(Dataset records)
------

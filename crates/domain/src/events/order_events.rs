use super::DomainEvent;
use chrono::{DateTime, Utc};
use serde::{Deserialize, Serialize};
use uuid::Uuid;

use crate::catalog::Product;
use crate::errors::OrderError;
use crate::inventory::StockReservation;
use crate::money::{Money, Quantity};
use crate::pricing::PriceBreakdown;

/// One weighed product on an order. The unit price is captured when the item
/// is added and never changes afterward.
#[derive(Debug, Clone, Serialize, Deserialize, PartialEq)]
pub struct OrderItem {
    product_id: Uuid,
    product_name: String,
    quantity: Quantity,
    unit_price: Money,
    subtotal: Money,
}

impl OrderItem {
    pub fn new(product: &Product, quantity: Quantity) -> Result<Self, OrderError> {
        let unit_price = product.effective_price();
        Ok(Self {
            product_id: product.id,
            product_name: product.name.clone(),
            quantity,
            unit_price,
            subtotal: line_subtotal(product.id, unit_price, quantity)?,
        })
    }

    pub fn product_id(&self) -> Uuid {
        self.product_id
    }

    pub fn product_name(&self) -> &str {
        &self.product_name
    }

    pub fn quantity(&self) -> Quantity {
        self.quantity
    }

    pub fn unit_price(&self) -> Money {
        self.unit_price
    }

    /// Unrounded `quantity * unit_price`.
    pub fn subtotal(&self) -> Money {
        self.subtotal
    }

    /// Leaves the item untouched when the new subtotal is out of range.
    pub(crate) fn set_quantity(&mut self, quantity: Quantity) -> Result<(), OrderError> {
        self.subtotal = line_subtotal(self.product_id, self.unit_price, quantity)?;
        self.quantity = quantity;
        Ok(())
    }
}

fn line_subtotal(product_id: Uuid, unit_price: Money, quantity: Quantity) -> Result<Money, OrderError> {
    unit_price
        .checked_mul(quantity)
        .ok_or_else(|| OrderError::InvalidLineItem {
            product_id,
            reason: format!("subtotal of {} at {} per kg is out of range", quantity, unit_price),
        })
}

#[derive(Debug, Clone, Serialize, Deserialize)]
pub struct OrderCreatedEvent {
    pub order_id: Uuid,
    pub customer_id: Uuid,
    pub delivery_address: String,
    pub order_date: DateTime<Utc>,
    pub can_cancel_until: DateTime<Utc>,
}

impl DomainEvent for OrderCreatedEvent {
    fn event_type() -> &'static str {
        "OrderCreated"
    }

    fn occurred_at(&self) -> DateTime<Utc> {
        self.order_date
    }
}

#[derive(Debug, Clone, Serialize, Deserialize)]
pub struct OrderFinalizedEvent {
    pub order_id: Uuid,
    pub items: Vec<OrderItem>,
    pub pricing: PriceBreakdown,
    pub coupon_code: Option<String>,
    pub reservation: StockReservation,
    pub finalized_at: DateTime<Utc>,
}

impl DomainEvent for OrderFinalizedEvent {
    fn event_type() -> &'static str {
        "OrderFinalized"
    }

    fn occurred_at(&self) -> DateTime<Utc> {
        self.finalized_at
    }
}

#[derive(Debug, Clone, Serialize, Deserialize)]
pub struct CarrierAssignedEvent {
    pub order_id: Uuid,
    pub carrier_id: Uuid,
    pub assigned_at: DateTime<Utc>,
}

impl DomainEvent for CarrierAssignedEvent {
    fn event_type() -> &'static str {
        "CarrierAssigned"
    }

    fn occurred_at(&self) -> DateTime<Utc> {
        self.assigned_at
    }
}

#[derive(Debug, Clone, Serialize, Deserialize)]
pub struct TransitStartedEvent {
    pub order_id: Uuid,
    pub carrier_id: Uuid,
    pub started_at: DateTime<Utc>,
}

impl DomainEvent for TransitStartedEvent {
    fn event_type() -> &'static str {
        "TransitStarted"
    }

    fn occurred_at(&self) -> DateTime<Utc> {
        self.started_at
    }
}

#[derive(Debug, Clone, Serialize, Deserialize)]
pub struct OrderDeliveredEvent {
    pub order_id: Uuid,
    pub carrier_id: Uuid,
    pub delivered_at: DateTime<Utc>,
}

impl DomainEvent for OrderDeliveredEvent {
    fn event_type() -> &'static str {
        "OrderDelivered"
    }

    fn occurred_at(&self) -> DateTime<Utc> {
        self.delivered_at
    }
}

/// Emitted on cancellation. `released` is the stock the caller must put back;
/// `carrier_id` is set when a carrier had already accepted the order, so the
/// surrounding system can notify them.
#[derive(Debug, Clone, Serialize, Deserialize)]
pub struct OrderCancelledEvent {
    pub order_id: Uuid,
    pub released: Option<StockReservation>,
    pub carrier_id: Option<Uuid>,
    pub cancelled_at: DateTime<Utc>,
}

impl DomainEvent for OrderCancelledEvent {
    fn event_type() -> &'static str {
        "OrderCancelled"
    }

    fn occurred_at(&self) -> DateTime<Utc> {
        self.cancelled_at
    }
}

#[derive(Debug, Clone, Serialize, Deserialize)]
pub struct CarrierRatedEvent {
    pub order_id: Uuid,
    pub carrier_id: Uuid,
    pub score: u8,
    pub rated_at: DateTime<Utc>,
}

impl DomainEvent for CarrierRatedEvent {
    fn event_type() -> &'static str {
        "CarrierRated"
    }

    fn occurred_at(&self) -> DateTime<Utc> {
        self.rated_at
    }
}

#[cfg(test)]
mod tests {
    use super::*;
    use crate::events::EventMetadata;
    use rust_decimal_macros::dec;

    #[test]
    fn test_order_item_snapshots_effective_price() {
        let mut product = Product::new("Plums", "Fruit", Money::new(dec!(4.00)), Quantity::kg(dec!(9)))
            .with_promotion(Money::new(dec!(4.00)), crate::money::Rate::percent(dec!(50)));
        let item = OrderItem::new(&product, Quantity::kg(dec!(1.5))).unwrap();

        product.discount_percent = None;
        product.original_price = None;

        assert_eq!(product.effective_price(), Money::new(dec!(4.00)));
        assert_eq!(item.unit_price(), Money::new(dec!(2.00)));
        assert_eq!(item.subtotal(), Money::new(dec!(3.00)));
    }

    #[test]
    fn test_set_quantity_recomputes_subtotal() {
        let product = Product::new("Kale", "Vegetables", Money::new(dec!(6.40)), Quantity::kg(dec!(9)));
        let mut item = OrderItem::new(&product, Quantity::kg(dec!(0.5))).unwrap();
        item.set_quantity(Quantity::kg(dec!(0.25))).unwrap();
        assert_eq!(item.subtotal(), Money::new(dec!(1.60)));
    }

    #[test]
    fn test_oversized_quantity_is_an_invalid_line_item() {
        let product = Product::new("Kale", "Vegetables", Money::new(dec!(6.40)), Quantity::kg(dec!(9)));
        let err = OrderItem::new(&product, Quantity::kg(rust_decimal::Decimal::MAX)).unwrap_err();
        assert!(matches!(err, OrderError::InvalidLineItem { product_id, .. } if product_id == product.id));

        let mut item = OrderItem::new(&product, Quantity::kg(dec!(0.5))).unwrap();
        assert!(item.set_quantity(Quantity::kg(rust_decimal::Decimal::MAX)).is_err());
        assert_eq!(item.quantity(), Quantity::kg(dec!(0.5)));
        assert_eq!(item.subtotal(), Money::new(dec!(3.20)));
    }

    #[test]
    fn test_event_types() {
        assert_eq!(OrderCreatedEvent::event_type(), "OrderCreated");
        assert_eq!(OrderFinalizedEvent::event_type(), "OrderFinalized");
        assert_eq!(OrderCancelledEvent::event_type(), "OrderCancelled");
        assert_eq!(CarrierRatedEvent::event_type(), "CarrierRated");
    }

    #[test]
    fn test_envelope_uses_event_time() {
        let placed_at = Utc::now();
        let (order, _) = crate::Order::create(
            Uuid::new_v4(),
            "8 Mill Street",
            crate::money::Rate::ZERO,
            placed_at,
            chrono::Duration::minutes(30),
        )
        .unwrap();
        let delivered_at = placed_at + chrono::Duration::hours(3);
        let event = OrderDeliveredEvent {
            order_id: order.id(),
            carrier_id: Uuid::new_v4(),
            delivered_at,
        };

        let envelope = event
            .to_envelope(&order, EventMetadata::for_order(order.id()))
            .unwrap();
        assert_eq!(envelope.event_type, "OrderDelivered");
        assert_eq!(envelope.timestamp, delivered_at);
        assert_eq!(envelope.sequence_number, Some(0));
        assert_eq!(envelope.payload["carrier_id"], serde_json::json!(event.carrier_id));
    }
}
impl OrderService {
    pub fn new(ports: Ports, clock: Arc<dyn Clock>, config: &EngineConfig) -> Result<Self> {
        config.validate()?;

        let finalizer = Finalizer::new(
            ports.catalog.clone(),
            ports.inventory.clone(),
            ports.coupons.clone(),
            ports.orders.clone(),
            ports.loyalty.clone(),
        );

        info!(
            vat_rate = %config.vat_rate,
            cancellation_grace_minutes = config.cancellation_grace_minutes,
            "Order service ready"
        );

        Ok(Self {
            ports,
            finalizer,
            clock,
            vat_rate: Rate::from_fraction(config.vat_rate),
            grace: Duration::minutes(config.cancellation_grace_minutes),
        })
    }

    pub async fn place_order(&self, actor: &Actor, cmd: PlaceOrderCommand) -> Result<Order> {
        measured("place_order", async {
            cmd.validate().map_err(OrderError::from)?;
            if actor.role != Role::Customer || actor.id != cmd.customer_id {
                return Err(OrderError::Forbidden {
                    actor_id: actor.id,
                    action: "place an order for this customer",
                }
                .into());
            }

            let now = self.clock.now();
            let (mut order, created) = Order::create(
                cmd.customer_id,
                cmd.delivery_address,
                self.vat_rate,
                now,
                self.grace,
            )?;

            for item in &cmd.items {
                let product = self.ports.catalog.get_product(item.product_id).await?;
                order.add_item(&product, item.quantity)?;
            }
            if let Some(code) = cmd.coupon_code {
                order.apply_coupon_code(code)?;
            }

            let envelope = self.envelope(&order, actor, &created)?;
            self.ports.orders.save_order(&order, None, vec![envelope]).await?;

            info!(
                order_id = %order.id(),
                customer_id = %order.customer_id(),
                items = order.items().len(),
                subtotal = %order.subtotal(),
                "Order placed"
            );
            Ok::<_, CheckoutError>(order)
        })
        .await
    }

    pub async fn add_item(
        &self,
        actor: &Actor,
        order_id: Uuid,
        product_id: Uuid,
        quantity: Quantity,
    ) -> Result<Order> {
        measured("add_item", async {
            let (mut order, version) = self.load_for(actor, OrderAction::EditItems, order_id).await?;
            let product = self.ports.catalog.get_product(product_id).await?;
            order.add_item(&product, quantity)?;
            self.ports.orders.save_order(&order, Some(version), vec![]).await?;

            info!(order_id = %order_id, product_id = %product_id, quantity = %quantity, "Item added");
            Ok::<_, CheckoutError>(order)
        })
        .await
    }

    pub async fn update_quantity(
        &self,
        actor: &Actor,
        order_id: Uuid,
        product_id: Uuid,
        quantity: Quantity,
    ) -> Result<Order> {
        measured("update_quantity", async {
            let (mut order, version) = self.load_for(actor, OrderAction::EditItems, order_id).await?;
            order.update_quantity(product_id, quantity)?;
            self.ports.orders.save_order(&order, Some(version), vec![]).await?;

            info!(order_id = %order_id, product_id = %product_id, quantity = %quantity, "Quantity updated");
            Ok::<_, CheckoutError>(order)
        })
        .await
    }

    pub async fn remove_item(&self, actor: &Actor, order_id: Uuid, product_id: Uuid) -> Result<Order> {
        measured("remove_item", async {
            let (mut order, version) = self.load_for(actor, OrderAction::EditItems, order_id).await?;
            order.remove_item(product_id)?;
            self.ports.orders.save_order(&order, Some(version), vec![]).await?;

            info!(order_id = %order_id, product_id = %product_id, "Item removed");
            Ok::<_, CheckoutError>(order)
        })
        .await
    }

    /// Attach a coupon code after checking it can currently be redeemed.
    /// The coupon is only marked used when the order is finalized. Returns
    /// the price the order would have with it.
    pub async fn apply_coupon(&self, actor: &Actor, order_id: Uuid, code: &str) -> Result<PriceBreakdown> {
        measured("apply_coupon", async {
            let (mut order, version) = self.load_for(actor, OrderAction::EditItems, order_id).await?;
            let redemption = self
                .ports
                .coupons
                .evaluate(code, order.customer_id(), order.subtotal(), self.clock.now())
                .await?;
            order.apply_coupon_code(code)?;

            let loyalty_rate = self.ports.loyalty.loyalty_rate(order.customer_id()).await?;
            let quote = order.quote(Some(&redemption.effect), loyalty_rate)?;
            self.ports.orders.save_order(&order, Some(version), vec![]).await?;

            info!(
                order_id = %order_id,
                code,
                discount = %quote.discount_amount,
                "Coupon applied"
            );
            Ok::<_, CheckoutError>(quote)
        })
        .await
    }

    pub async fn clear_coupon(&self, actor: &Actor, order_id: Uuid) -> Result<Order> {
        measured("clear_coupon", async {
            let (mut order, version) = self.load_for(actor, OrderAction::EditItems, order_id).await?;
            order.clear_coupon_code()?;
            self.ports.orders.save_order(&order, Some(version), vec![]).await?;
            Ok::<_, CheckoutError>(order)
        })
        .await
    }

    /// Current price. A finalized order reports its persisted breakdown; an
    /// open one is priced with its coupon and the customer's loyalty rate as
    /// they stand now.
    pub async fn quote(&self, actor: &Actor, order_id: Uuid) -> Result<PriceBreakdown> {
        measured("quote", async {
            let (order, _) = self.load_for(actor, OrderAction::View, order_id).await?;
            if order.is_finalized() {
                return Ok(*order.pricing());
            }

            let loyalty_rate = self.ports.loyalty.loyalty_rate(order.customer_id()).await?;
            let coupon = match order.coupon_code() {
                Some(code) => Some(
                    self.ports
                        .coupons
                        .evaluate(code, order.customer_id(), order.subtotal(), self.clock.now())
                        .await?
                        .effect,
                ),
                None => None,
            };
            Ok::<_, CheckoutError>(order.quote(coupon.as_ref(), loyalty_rate)?)
        })
        .await
    }

    pub async fn finalize(&self, actor: &Actor, order_id: Uuid) -> Result<Order> {
        measured("finalize", async {
            let order = self.ports.orders.load_order(order_id).await?;
            let finalized = self.finalizer.finalize(order, actor, self.clock.now()).await?;
            Ok::<_, CheckoutError>(finalized.order)
        })
        .await
    }

    pub async fn assign_carrier(&self, actor: &Actor, cmd: AssignCarrierCommand) -> Result<Order> {
        measured("assign_carrier", async {
            let (mut order, version) = self
                .load_for(actor, OrderAction::AssignCarrier(cmd.carrier_id), cmd.order_id)
                .await?;

            // Illegal transitions are reported before capacity is consulted
            order.status().transition(LifecycleEvent::AssignCarrier)?;
            if !self.ports.capacity.has_capacity(cmd.carrier_id).await? {
                return Err(OrderError::CarrierUnavailable(cmd.carrier_id).into());
            }

            let event = order.assign_carrier(cmd.carrier_id, self.clock.now())?;
            self.save_with_event(&order, version, actor, &event).await?;

            info!(order_id = %order.id(), carrier_id = %cmd.carrier_id, "Carrier assigned");
            Ok::<_, CheckoutError>(order)
        })
        .await
    }

    pub async fn start_transit(&self, actor: &Actor, order_id: Uuid) -> Result<Order> {
        measured("start_transit", async {
            let (mut order, version) = self.load_for(actor, OrderAction::StartTransit, order_id).await?;
            let event = order.start_transit(self.clock.now())?;
            self.save_with_event(&order, version, actor, &event).await?;

            info!(order_id = %order_id, carrier_id = %event.carrier_id, "Transit started");
            Ok::<_, CheckoutError>(order)
        })
        .await
    }

    pub async fn mark_delivered(&self, actor: &Actor, order_id: Uuid) -> Result<Order> {
        measured("mark_delivered", async {
            let (mut order, version) = self.load_for(actor, OrderAction::MarkDelivered, order_id).await?;
            let event = order.mark_delivered(self.clock.now())?;
            self.save_with_event(&order, version, actor, &event).await?;

            info!(order_id = %order_id, carrier_id = %event.carrier_id, "Order delivered");
            Ok::<_, CheckoutError>(order)
        })
        .await
    }

    /// Cancel within the grace window. The status change is saved first,
    /// then any reserved stock goes back to the inventory. If that fails the
    /// order keeps its reservation and `release_cancelled_stock` can retry.
    pub async fn cancel(&self, actor: &Actor, cmd: CancelOrderCommand) -> Result<Order> {
        measured("cancel", async {
            let (mut order, version) = self.load_for(actor, OrderAction::Cancel, cmd.order_id).await?;
            let event = order.cancel(self.clock.now())?;
            self.save_with_event(&order, version, actor, &event).await?;

            info!(order_id = %cmd.order_id, customer_id = %order.customer_id(), "Order cancelled");
            if let Some(carrier_id) = event.carrier_id {
                info!(order_id = %cmd.order_id, carrier_id = %carrier_id, "Assigned carrier released by cancellation");
            }

            self.release_held_stock(&mut order).await?;
            Ok::<_, CheckoutError>(order)
        })
        .await
    }

    /// Hand back stock a cancelled order still holds. A no-op once the stock
    /// has been released.
    pub async fn release_cancelled_stock(&self, actor: &Actor, order_id: Uuid) -> Result<Order> {
        measured("release_cancelled_stock", async {
            let (mut order, _) = self.load_for(actor, OrderAction::Cancel, order_id).await?;
            if order.status() != OrderStatus::Cancelled {
                return Err(OrderError::IllegalTransition {
                    current: order.status(),
                    event: LifecycleEvent::Cancel,
                }
                .into());
            }

            self.release_held_stock(&mut order).await?;
            Ok::<_, CheckoutError>(order)
        })
        .await
    }

    /// The reservation is detached and saved before the inventory call, so
    /// only one caller can hand it back. A failed release puts it back on
    /// the order.
    async fn release_held_stock(&self, order: &mut Order) -> Result<()> {
        let expected = order.version();
        let Some(reservation) = order.take_released_stock() else {
            return Ok(());
        };
        self.ports
            .orders
            .save_order(order, Some(expected), Vec::new())
            .await?;

        if let Err(e) = self.ports.inventory.release(&reservation).await {
            error!(
                order_id = %order.id(),
                error = %e,
                "Order cancelled but its stock could not be released"
            );
            let detached = order.version();
            order.restore_unreleased_stock(reservation)?;
            if let Err(save_err) = self
                .ports
                .orders
                .save_order(order, Some(detached), Vec::new())
                .await
            {
                error!(
                    order_id = %order.id(),
                    error = %save_err,
                    "Could not record unreleased stock on cancelled order"
                );
            }
            return Err(e);
        }

        debug!(order_id = %order.id(), lines = reservation.lines.len(), "Cancelled order stock released");
        Ok(())
    }

    pub async fn rate_carrier(&self, actor: &Actor, cmd: RateCarrierCommand) -> Result<CarrierRating> {
        measured("rate_carrier", async {
            cmd.validate().map_err(OrderError::from)?;
            let order = self.ports.orders.load_order(cmd.order_id).await?;
            if self.ports.ratings.rating_for(cmd.order_id).await?.is_some() {
                return Err(OrderError::AlreadyRated(cmd.order_id).into());
            }

            let (rating, event) =
                CarrierRating::for_order(&order, actor, cmd.score, cmd.comment, self.clock.now())?;
            let envelope = self.envelope(&order, actor, &event)?;
            self.ports.ratings.save_rating(&rating, envelope).await?;

            info!(
                order_id = %cmd.order_id,
                carrier_id = %rating.carrier_id,
                score = rating.score,
                "Carrier rated"
            );
            Ok::<_, CheckoutError>(rating)
        })
        .await
    }

    pub async fn order(&self, actor: &Actor, order_id: Uuid) -> Result<Order> {
        measured("order", async {
            Ok::<_, CheckoutError>(self.load_for(actor, OrderAction::View, order_id).await?.0)
        })
        .await
    }

    /// Every event recorded for the order, oldest first
    pub async fn history(&self, actor: &Actor, order_id: Uuid) -> Result<Vec<EventEnvelope>> {
        measured("history", async {
            self.load_for(actor, OrderAction::View, order_id).await?;
            self.ports.orders.history(order_id).await
        })
        .await
    }

    async fn load_for(&self, actor: &Actor, action: OrderAction, order_id: Uuid) -> Result<(Order, i64)> {
        let order = self.ports.orders.load_order(order_id).await?;
        actor.authorize(action, &order)?;
        let version = order.version();
        Ok((order, version))
    }

    fn envelope<E: DomainEvent>(&self, order: &Order, actor: &Actor, event: &E) -> Result<EventEnvelope> {
        Ok(event.to_envelope(order, EventMetadata::for_order(order.id()).by(actor))?)
    }

    async fn save_with_event<E: DomainEvent>(
        &self,
        order: &Order,
        expected_version: i64,
        actor: &Actor,
        event: &E,
    ) -> Result<()> {
        let envelope = self.envelope(order, actor, event)?;
        self.ports
            .orders
            .save_order(order, Some(expected_version), vec![envelope])
            .await
    }
}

------

• Your goal
Pull out all lines containing the word "finalizer" from the entries above.

• Your response
        let finalizer = Finalizer::new(
            finalizer,
            let finalized = self.finalizer.finalize(order, actor, self.clock.now()).await?;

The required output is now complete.